Try it:
The records that follow should be retyped word for word.

Exercise inputs:
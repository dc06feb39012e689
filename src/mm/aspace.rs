//! # Espaço de Endereçamento
//!
//! Identificador opaco da raiz de tabelas de páginas de um processo (o valor
//! carregado em CR3 no x86_64). O escalonador só compara e repassa o valor;
//! quem interpreta é a plataforma (`MemoryOps`).

/// Raiz de um espaço de endereçamento.
#[derive(Debug, Clone, Copy, PartialEq, Eq, Hash)]
pub struct AddressSpace(u64);

impl AddressSpace {
    /// Espaço do kernel, compartilhado por todas as threads de kernel.
    pub const KERNEL: Self = Self(0);

    pub const fn new(root: u64) -> Self {
        Self(root)
    }

    pub const fn root(self) -> u64 {
        self.0
    }

    pub const fn is_kernel(self) -> bool {
        self.0 == Self::KERNEL.0
    }
}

Solution below:
repository dc06feb39012e689
filename src/mm/aspace.rs
//! # Espaço de Endereçamento
//!
//! Identificador opaco da raiz de tabelas de páginas de um processo (o valor
//! carregado em CR3 no x86_64). O escalonador só compara e repassa o valor;
//! quem interpreta é a plataforma (`MemoryOps`).

/// Raiz de um espaço de endereçamento.
#[derive(Debug, Clone, Copy, PartialEq, Eq, Hash)]
pub struct AddressSpace(u64);

impl AddressSpace {
    /// Espaço do kernel, compartilhado por todas as threads de kernel.
    pub const KERNEL: Self = Self(0);

    pub const fn new(root: u64) -> Self {
        Self(root)
    }

    pub const fn root(self) -> u64 {
        self.0
    }

    pub const fn is_kernel(self) -> bool {
        self.0 == Self::KERNEL.0
    }
}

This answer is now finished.